### [Exercise]
Write out again the entries from the first line to the line that includes "explicit transactions and", keeping both of those lines.

### [Dataset entries]
*****

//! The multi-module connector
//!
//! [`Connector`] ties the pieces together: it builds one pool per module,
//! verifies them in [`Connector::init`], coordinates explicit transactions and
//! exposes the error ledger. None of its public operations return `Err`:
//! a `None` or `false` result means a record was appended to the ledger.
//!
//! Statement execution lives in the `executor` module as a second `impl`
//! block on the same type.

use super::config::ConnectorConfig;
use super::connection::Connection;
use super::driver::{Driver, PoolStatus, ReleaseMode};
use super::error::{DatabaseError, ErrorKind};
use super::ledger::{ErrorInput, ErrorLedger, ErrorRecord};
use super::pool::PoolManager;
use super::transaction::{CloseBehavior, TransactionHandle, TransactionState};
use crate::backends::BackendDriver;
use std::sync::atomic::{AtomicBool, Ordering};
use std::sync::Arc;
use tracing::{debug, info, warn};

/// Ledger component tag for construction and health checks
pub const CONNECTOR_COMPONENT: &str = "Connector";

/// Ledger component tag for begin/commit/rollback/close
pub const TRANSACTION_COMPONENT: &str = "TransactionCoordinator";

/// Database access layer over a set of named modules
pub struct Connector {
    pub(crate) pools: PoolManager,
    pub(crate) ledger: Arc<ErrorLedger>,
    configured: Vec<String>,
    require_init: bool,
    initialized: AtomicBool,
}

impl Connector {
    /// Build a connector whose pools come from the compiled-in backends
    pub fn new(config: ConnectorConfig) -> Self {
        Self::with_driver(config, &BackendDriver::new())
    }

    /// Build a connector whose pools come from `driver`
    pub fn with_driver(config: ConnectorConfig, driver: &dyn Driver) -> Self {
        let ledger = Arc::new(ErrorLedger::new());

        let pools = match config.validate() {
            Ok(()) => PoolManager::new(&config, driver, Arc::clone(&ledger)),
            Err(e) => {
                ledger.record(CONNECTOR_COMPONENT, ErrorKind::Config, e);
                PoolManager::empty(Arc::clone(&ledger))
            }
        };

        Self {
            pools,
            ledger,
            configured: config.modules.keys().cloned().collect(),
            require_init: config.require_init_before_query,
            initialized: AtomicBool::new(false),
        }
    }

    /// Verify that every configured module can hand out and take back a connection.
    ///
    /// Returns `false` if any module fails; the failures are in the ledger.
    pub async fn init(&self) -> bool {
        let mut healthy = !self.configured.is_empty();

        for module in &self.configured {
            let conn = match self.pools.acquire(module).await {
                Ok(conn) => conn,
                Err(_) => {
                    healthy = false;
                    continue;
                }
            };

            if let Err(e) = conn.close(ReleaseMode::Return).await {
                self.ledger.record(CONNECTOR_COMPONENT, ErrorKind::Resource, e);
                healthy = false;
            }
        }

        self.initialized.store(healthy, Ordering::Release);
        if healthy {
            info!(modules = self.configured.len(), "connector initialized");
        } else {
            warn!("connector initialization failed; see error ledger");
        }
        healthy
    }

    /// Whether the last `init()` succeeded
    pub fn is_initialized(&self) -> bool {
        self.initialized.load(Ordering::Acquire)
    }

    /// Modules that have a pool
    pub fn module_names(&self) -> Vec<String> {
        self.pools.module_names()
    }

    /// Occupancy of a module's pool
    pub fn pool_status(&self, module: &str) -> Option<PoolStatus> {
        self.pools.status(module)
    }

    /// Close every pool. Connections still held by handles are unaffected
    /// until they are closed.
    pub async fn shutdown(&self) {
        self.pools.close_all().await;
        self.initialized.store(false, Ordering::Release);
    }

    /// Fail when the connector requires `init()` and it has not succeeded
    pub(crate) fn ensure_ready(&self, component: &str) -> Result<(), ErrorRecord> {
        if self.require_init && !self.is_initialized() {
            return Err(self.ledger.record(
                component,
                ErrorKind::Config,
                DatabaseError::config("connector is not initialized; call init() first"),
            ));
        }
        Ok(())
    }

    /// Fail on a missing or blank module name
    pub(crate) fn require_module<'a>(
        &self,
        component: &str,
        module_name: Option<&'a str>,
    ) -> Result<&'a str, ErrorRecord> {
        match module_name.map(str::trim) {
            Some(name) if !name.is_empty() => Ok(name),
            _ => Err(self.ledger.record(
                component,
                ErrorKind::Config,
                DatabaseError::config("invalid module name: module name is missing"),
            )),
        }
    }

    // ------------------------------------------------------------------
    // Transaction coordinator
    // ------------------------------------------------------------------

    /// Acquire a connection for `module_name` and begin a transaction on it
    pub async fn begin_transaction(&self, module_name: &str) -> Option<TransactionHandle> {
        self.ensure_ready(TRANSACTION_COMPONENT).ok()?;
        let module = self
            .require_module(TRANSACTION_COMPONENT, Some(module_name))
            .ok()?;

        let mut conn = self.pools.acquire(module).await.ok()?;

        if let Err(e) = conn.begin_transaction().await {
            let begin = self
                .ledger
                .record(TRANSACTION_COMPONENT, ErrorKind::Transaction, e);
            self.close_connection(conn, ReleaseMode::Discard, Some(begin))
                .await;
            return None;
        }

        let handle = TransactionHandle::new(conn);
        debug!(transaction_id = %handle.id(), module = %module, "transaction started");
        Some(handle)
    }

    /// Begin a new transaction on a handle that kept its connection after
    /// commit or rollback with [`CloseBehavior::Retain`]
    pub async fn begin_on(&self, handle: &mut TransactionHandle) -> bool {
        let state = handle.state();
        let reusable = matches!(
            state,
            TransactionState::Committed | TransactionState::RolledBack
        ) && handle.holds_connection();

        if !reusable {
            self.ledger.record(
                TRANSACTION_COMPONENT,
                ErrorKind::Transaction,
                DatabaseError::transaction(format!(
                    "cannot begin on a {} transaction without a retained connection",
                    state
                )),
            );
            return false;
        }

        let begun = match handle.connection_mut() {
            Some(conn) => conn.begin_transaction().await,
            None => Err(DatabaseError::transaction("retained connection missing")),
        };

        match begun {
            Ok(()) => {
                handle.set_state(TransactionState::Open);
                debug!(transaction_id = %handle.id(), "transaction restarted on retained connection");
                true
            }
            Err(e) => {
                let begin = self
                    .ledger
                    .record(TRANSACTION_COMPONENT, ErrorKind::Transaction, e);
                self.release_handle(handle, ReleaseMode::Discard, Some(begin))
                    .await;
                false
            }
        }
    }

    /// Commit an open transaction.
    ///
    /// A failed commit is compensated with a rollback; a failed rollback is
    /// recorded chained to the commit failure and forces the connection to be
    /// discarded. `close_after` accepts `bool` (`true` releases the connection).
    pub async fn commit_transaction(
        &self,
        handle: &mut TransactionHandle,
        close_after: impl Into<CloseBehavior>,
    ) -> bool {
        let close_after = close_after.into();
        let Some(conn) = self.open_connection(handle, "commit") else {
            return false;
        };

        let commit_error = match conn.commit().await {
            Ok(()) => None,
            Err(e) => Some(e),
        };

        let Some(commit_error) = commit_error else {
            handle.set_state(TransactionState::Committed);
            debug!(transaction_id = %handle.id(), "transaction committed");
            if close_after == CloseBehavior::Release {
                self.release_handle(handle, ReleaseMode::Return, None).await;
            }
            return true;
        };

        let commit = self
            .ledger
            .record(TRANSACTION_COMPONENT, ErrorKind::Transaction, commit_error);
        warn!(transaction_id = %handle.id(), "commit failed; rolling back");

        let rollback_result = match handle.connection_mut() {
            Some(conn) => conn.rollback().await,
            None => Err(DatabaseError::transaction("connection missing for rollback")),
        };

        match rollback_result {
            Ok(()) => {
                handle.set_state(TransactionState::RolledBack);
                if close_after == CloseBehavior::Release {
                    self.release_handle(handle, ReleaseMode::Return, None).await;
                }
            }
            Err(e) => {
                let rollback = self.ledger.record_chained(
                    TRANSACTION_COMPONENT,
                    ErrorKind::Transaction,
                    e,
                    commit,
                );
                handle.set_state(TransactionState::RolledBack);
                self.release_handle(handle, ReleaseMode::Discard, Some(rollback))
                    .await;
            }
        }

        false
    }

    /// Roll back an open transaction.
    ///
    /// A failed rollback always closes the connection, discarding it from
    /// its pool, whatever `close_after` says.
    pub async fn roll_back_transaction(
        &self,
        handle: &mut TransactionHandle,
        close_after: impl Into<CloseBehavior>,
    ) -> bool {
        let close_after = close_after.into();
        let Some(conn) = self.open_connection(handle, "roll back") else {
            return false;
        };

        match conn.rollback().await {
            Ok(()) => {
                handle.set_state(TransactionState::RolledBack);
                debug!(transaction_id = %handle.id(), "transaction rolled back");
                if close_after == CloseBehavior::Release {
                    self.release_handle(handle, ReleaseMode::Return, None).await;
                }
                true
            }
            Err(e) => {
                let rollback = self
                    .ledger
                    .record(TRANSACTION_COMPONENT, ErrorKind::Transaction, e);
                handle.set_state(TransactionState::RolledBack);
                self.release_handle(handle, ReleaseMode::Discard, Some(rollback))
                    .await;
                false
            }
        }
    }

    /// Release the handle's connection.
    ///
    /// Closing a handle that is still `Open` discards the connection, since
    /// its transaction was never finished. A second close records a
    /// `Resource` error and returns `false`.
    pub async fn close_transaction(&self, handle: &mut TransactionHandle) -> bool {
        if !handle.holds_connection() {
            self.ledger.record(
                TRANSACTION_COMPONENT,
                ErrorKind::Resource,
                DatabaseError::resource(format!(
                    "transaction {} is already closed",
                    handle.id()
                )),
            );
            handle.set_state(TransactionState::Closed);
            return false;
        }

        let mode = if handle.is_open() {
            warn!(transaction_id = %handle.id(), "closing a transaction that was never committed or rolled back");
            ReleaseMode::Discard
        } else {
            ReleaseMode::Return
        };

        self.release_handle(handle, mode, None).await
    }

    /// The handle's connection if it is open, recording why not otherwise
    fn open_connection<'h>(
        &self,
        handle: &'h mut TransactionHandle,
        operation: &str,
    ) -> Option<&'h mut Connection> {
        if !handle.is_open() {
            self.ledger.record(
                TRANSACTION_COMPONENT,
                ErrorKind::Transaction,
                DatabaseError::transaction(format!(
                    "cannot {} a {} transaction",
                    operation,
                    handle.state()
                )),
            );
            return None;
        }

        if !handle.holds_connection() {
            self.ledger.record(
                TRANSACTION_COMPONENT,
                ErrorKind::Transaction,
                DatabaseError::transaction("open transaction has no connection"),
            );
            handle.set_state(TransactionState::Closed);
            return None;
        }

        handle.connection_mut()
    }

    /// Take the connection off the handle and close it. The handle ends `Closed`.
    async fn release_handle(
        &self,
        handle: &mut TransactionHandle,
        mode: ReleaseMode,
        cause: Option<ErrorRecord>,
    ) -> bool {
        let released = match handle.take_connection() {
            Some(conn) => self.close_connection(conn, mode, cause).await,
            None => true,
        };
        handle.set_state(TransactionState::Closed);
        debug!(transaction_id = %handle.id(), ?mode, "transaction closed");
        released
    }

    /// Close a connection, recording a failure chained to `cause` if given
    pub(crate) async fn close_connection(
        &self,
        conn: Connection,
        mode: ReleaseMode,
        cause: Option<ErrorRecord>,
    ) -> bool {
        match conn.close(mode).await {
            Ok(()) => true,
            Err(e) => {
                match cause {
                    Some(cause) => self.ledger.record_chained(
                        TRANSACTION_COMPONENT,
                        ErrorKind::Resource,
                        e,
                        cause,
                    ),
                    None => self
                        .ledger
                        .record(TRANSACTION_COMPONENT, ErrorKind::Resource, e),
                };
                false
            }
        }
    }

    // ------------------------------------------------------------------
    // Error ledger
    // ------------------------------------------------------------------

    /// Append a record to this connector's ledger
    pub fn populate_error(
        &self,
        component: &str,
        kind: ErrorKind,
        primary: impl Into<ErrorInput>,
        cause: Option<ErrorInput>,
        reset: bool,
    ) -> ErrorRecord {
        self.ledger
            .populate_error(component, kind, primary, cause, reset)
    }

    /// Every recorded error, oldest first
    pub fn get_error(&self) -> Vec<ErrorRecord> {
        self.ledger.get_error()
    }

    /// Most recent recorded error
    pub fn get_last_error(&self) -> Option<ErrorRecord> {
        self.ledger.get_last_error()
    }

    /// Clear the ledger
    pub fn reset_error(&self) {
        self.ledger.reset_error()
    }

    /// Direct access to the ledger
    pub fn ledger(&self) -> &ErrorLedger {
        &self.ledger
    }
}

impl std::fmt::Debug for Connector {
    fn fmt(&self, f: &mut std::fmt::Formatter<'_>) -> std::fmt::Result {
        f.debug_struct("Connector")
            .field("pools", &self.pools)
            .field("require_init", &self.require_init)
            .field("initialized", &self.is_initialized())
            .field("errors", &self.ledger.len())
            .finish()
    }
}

*****

### [Answer section]
//! The multi-module connector
//!
//! [`Connector`] ties the pieces together: it builds one pool per module,
//! verifies them in [`Connector::init`], coordinates explicit transactions and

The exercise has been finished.